Get ready to be inspired, because the same man who taught Brad Pitt, Angelina Jolie, Jim Carrey and Martin Lawrence (long before "Wild Hogs") to ride motorcycles is the same man who can teach you about being safe on a bike. And he is as close as the north end of the Valley College campus.
Michael "Red" Runyon is the guy with the Hollywood clientele and a down home approach rooted in his West Virginia upbringing.
"Proper preparation always prevents poor performance," he says without a hint of pessimism on his part.
Runyon, 53, is the owner of the Motorcycle Training Center of Canoga Park, but on weekends for the last 10 years, he has been holding classes-through an arrangement with Valley-in north parking lots B and D.
That’s where you’ll find him with his various bikes and equipment he provides.
The relationship with Valley is aimed at benefiting both parties.
"Here at Valley, we rent the facility to do this course," Runyon said. "Faculty members get a discount and students under 21 get to do it free."
Basic training is provided-straight line riding, shifting, stopping, turning, low speed maneuvering, emergency braking and swerving.
"When students come to us, they ride at a pace that’s comfortable for them," he says. "We don’t have a pass-fail, so they can keep coming back here until they get [the training] right."
In addition to teaching the "how-to" side of motorcycle riding, Runyon also has to undo some trepidation with some of his students.
"We get a lot of people who’ve tried to ride and have already crashed," he said. "Since they have already crashed, they come in with fear. It’s our job to try to convince them the only one they’re scared of is themselves. It can’t be the machine … you control the machine. What we teach them is to have confidence."
Runyon adds the two biggest words he uses to teach sometimes reluctant motorcycle students are, "I believe."
"Believe in yourself. Believe you’re in control," he says.
The advice is working for first-time rider Jesus Casas.
"What’s good about Red is that he’s lenient…but not too lenient," said the 25-year-old Casas. "He knows how to talk to people. He’s tough on some of us and easy on others depending on their personality. He’s an excellent instructor."
Safety is also on the mind of student Thomas Scott who says Runyon’s training is important.
"There’s a lot of riding," Scott says of the beginning motorcycle training course. "There is some book work, but I think you need more hands-on training especially if you’re going to be out in traffic."

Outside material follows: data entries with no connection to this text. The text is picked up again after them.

//! HTTP driver for the hosted backend: PostgREST tables and storage objects

use crate::{BlobStore, DbError, DbResult, Direction, Filter, Query, TableStore};
use grannymail_core::{display_value, Row, DEFAULT_BUCKET};
use reqwest::header::{HeaderMap, HeaderValue, AUTHORIZATION, CONTENT_TYPE};
use reqwest::{Client, RequestBuilder, Response};
use serde_json::Value;
use std::time::Duration;
use tracing::{debug, instrument};
use url::Url;

const REST_PATH: &str = "rest/v1/";
const STORAGE_PATH: &str = "storage/v1/object/";

/// Client for one hosted project, reused for the lifetime of the process
#[derive(Clone)]
pub struct RemoteStore {
    client: Client,
    base_url: Url,
    bucket: String,
}

impl RemoteStore {
    /// Create a store with default options
    pub fn new(url: &str, key: &str, bucket: impl Into<String>) -> DbResult<Self> {
        RemoteStoreBuilder::new(url, key).bucket(bucket).build()
    }

    pub fn bucket(&self) -> &str {
        &self.bucket
    }

    fn table_url(&self, table: &str) -> DbResult<Url> {
        Ok(self.base_url.join(REST_PATH)?.join(table)?)
    }

    /// Object URL with every path segment percent-encoded on its own, so
    /// `#` and `?` stay part of the key
    fn object_url(&self, path: &str) -> DbResult<Url> {
        let segments: Vec<&str> = path.split('/').collect();
        if segments
            .iter()
            .any(|segment| matches!(*segment, "" | "." | ".."))
        {
            return Err(DbError::InvalidInput(format!(
                "blob path {:?} has an empty or relative segment",
                path
            )));
        }
        let mut url = self.base_url.join(STORAGE_PATH)?;
        url.path_segments_mut()
            .map_err(|_| DbError::InvalidInput("project URL cannot hold a path".into()))?
            .pop_if_empty()
            .push(&self.bucket)
            .extend(segments);
        Ok(url)
    }

    /// Full select URL for `table` and `query`
    pub fn select_url(&self, table: &str, query: &Query) -> DbResult<Url> {
        let mut url = self.table_url(table)?;
        {
            let mut pairs = url.query_pairs_mut();
            pairs.append_pair("select", "*");
            if let Some(filter) = &query.filter {
                let (column, expr) = filter_param(filter);
                pairs.append_pair(column, &expr);
            }
            if let Some((column, order)) = &query.order {
                let dir = match order {
                    Direction::Asc => "asc",
                    Direction::Desc => "desc",
                };
                pairs.append_pair("order", &format!("{}.{}", column, dir));
            }
            if let Some(limit) = query.limit {
                pairs.append_pair("limit", &limit.to_string());
            }
        }
        Ok(url)
    }

    fn filtered_url(&self, table: &str, filter: &Filter) -> DbResult<Url> {
        let mut url = self.table_url(table)?;
        let (column, expr) = filter_param(filter);
        url.query_pairs_mut().append_pair(column, &expr);
        Ok(url)
    }

    fn returning(request: RequestBuilder) -> RequestBuilder {
        request.header("Prefer", "return=representation")
    }

    async fn rows(response: Response) -> DbResult<Vec<Row>> {
        let response = check_status(response).await?;
        let body: Value = response.json().await?;
        match body {
            Value::Array(items) => items
                .into_iter()
                .map(|item| match item {
                    Value::Object(row) => Ok(row),
                    other => Err(DbError::UnexpectedResponse(format!(
                        "expected a row object, got {}",
                        other
                    ))),
                })
                .collect(),
            other => Err(DbError::UnexpectedResponse(format!(
                "expected an array of rows, got {}",
                other
            ))),
        }
    }
}

#[async_trait::async_trait]
impl TableStore for RemoteStore {
    #[instrument(skip(self))]
    async fn select(&self, table: &str, query: &Query) -> DbResult<Vec<Row>> {
        let url = self.select_url(table, query)?;
        let rows = Self::rows(self.client.get(url).send().await?).await?;
        debug!("Selected {} rows from {}", rows.len(), table);
        Ok(rows)
    }

    #[instrument(skip(self, rows), fields(count = rows.len()))]
    async fn insert(&self, table: &str, rows: Vec<Row>) -> DbResult<Vec<Row>> {
        let url = self.table_url(table)?;
        let request = Self::returning(self.client.post(url)).json(&rows);
        let inserted = Self::rows(request.send().await?).await?;
        debug!("Inserted {} rows into {}", inserted.len(), table);
        Ok(inserted)
    }

    #[instrument(skip(self, values))]
    async fn update(&self, table: &str, filter: &Filter, values: Row) -> DbResult<Vec<Row>> {
        let url = self.filtered_url(table, filter)?;
        let request = Self::returning(self.client.patch(url)).json(&values);
        let updated = Self::rows(request.send().await?).await?;
        debug!("Updated {} rows in {}", updated.len(), table);
        Ok(updated)
    }

    #[instrument(skip(self))]
    async fn delete(&self, table: &str, filter: &Filter) -> DbResult<Vec<Row>> {
        let url = self.filtered_url(table, filter)?;
        let deleted = Self::rows(Self::returning(self.client.delete(url)).send().await?).await?;
        debug!("Deleted {} rows from {}", deleted.len(), table);
        Ok(deleted)
    }
}

#[async_trait::async_trait]
impl BlobStore for RemoteStore {
    #[instrument(skip(self, bytes), fields(size = bytes.len()))]
    async fn upload(&self, path: &str, bytes: Vec<u8>, content_type: &str) -> DbResult<()> {
        let url = self.object_url(path)?;
        let response = self
            .client
            .post(url)
            .header(CONTENT_TYPE, content_type)
            // same-second uploads share a path; the later one wins
            .header("x-upsert", "true")
            .body(bytes)
            .send()
            .await?;
        check_status(response).await?;
        debug!("Uploaded {} to bucket {}", path, self.bucket);
        Ok(())
    }

    #[instrument(skip(self))]
    async fn download(&self, path: &str) -> DbResult<Vec<u8>> {
        let url = self.object_url(path)?;
        let response = check_status(self.client.get(url).send().await?).await?;
        let bytes = response.bytes().await?;
        debug!("Downloaded {} bytes from {}", bytes.len(), path);
        Ok(bytes.to_vec())
    }
}

/// Query parameter for a filter in PostgREST operator syntax
pub fn filter_param(filter: &Filter) -> (&str, String) {
    match filter {
        Filter::Eq(column, Value::Null) => (column.as_str(), "is.null".to_string()),
        Filter::Neq(column, Value::Null) => (column.as_str(), "not.is.null".to_string()),
        Filter::Eq(column, value) => (column.as_str(), format!("eq.{}", display_value(value))),
        Filter::Neq(column, value) => (column.as_str(), format!("neq.{}", display_value(value))),
    }
}

async fn check_status(response: Response) -> DbResult<Response> {
    let status = response.status();
    if status.is_success() {
        return Ok(response);
    }
    let message = response.text().await.unwrap_or_default();
    Err(DbError::Remote {
        status: status.as_u16(),
        message,
    })
}

/// Build a [`RemoteStore`] from project URL, service key and options
pub struct RemoteStoreBuilder {
    url: String,
    key: String,
    bucket: String,
    timeout: Option<Duration>,
}

impl RemoteStoreBuilder {
    pub fn new(url: impl Into<String>, key: impl Into<String>) -> Self {
        Self {
            url: url.into(),
            key: key.into(),
            bucket: DEFAULT_BUCKET.to_string(),
            timeout: None,
        }
    }

    pub fn bucket(mut self, bucket: impl Into<String>) -> Self {
        self.bucket = bucket.into();
        self
    }

    /// Per-request timeout; without one a call waits as long as the server does
    pub fn timeout(mut self, timeout: Duration) -> Self {
        self.timeout = Some(timeout);
        self
    }

    pub fn build(self) -> DbResult<RemoteStore> {
        if self.key.is_empty() {
            return Err(DbError::InvalidInput("service key must not be empty".into()));
        }

        // A trailing slash keeps Url::join from replacing the last path segment
        let mut base = self.url.trim_end_matches('/').to_string();
        base.push('/');
        let base_url = Url::parse(&base)?;

        let mut headers = HeaderMap::new();
        headers.insert("apikey", header_value(&self.key)?);
        headers.insert(AUTHORIZATION, header_value(&format!("Bearer {}", self.key))?);

        let mut builder = Client::builder().default_headers(headers);
        if let Some(timeout) = self.timeout {
            builder = builder.timeout(timeout);
        }

        Ok(RemoteStore {
            client: builder.build()?,
            base_url,
            bucket: self.bucket,
        })
    }
}

fn header_value(value: &str) -> DbResult<HeaderValue> {
    let mut header = HeaderValue::from_str(value)
        .map_err(|_| DbError::InvalidInput("service key contains invalid characters".into()))?;
    header.set_sensitive(true);
    Ok(header)
}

Scott adds that with the price of gasoline going up, a motorcycle could be an economical way of getting around.
"[Motorcycles] are pretty affordable. I’m not one of those guys who want to get on the road and speed," he says. "I want to be able to get where I’m going in a timely fashion."
Runyon says students shouldn’t confuse his course with the state of California’s motorcycle certificate program. His is a private program.
And if you need more inspiration, Runyon leaves us with this:
"Learn from the past, watch the present, and create the future." Those are words to ride and live by.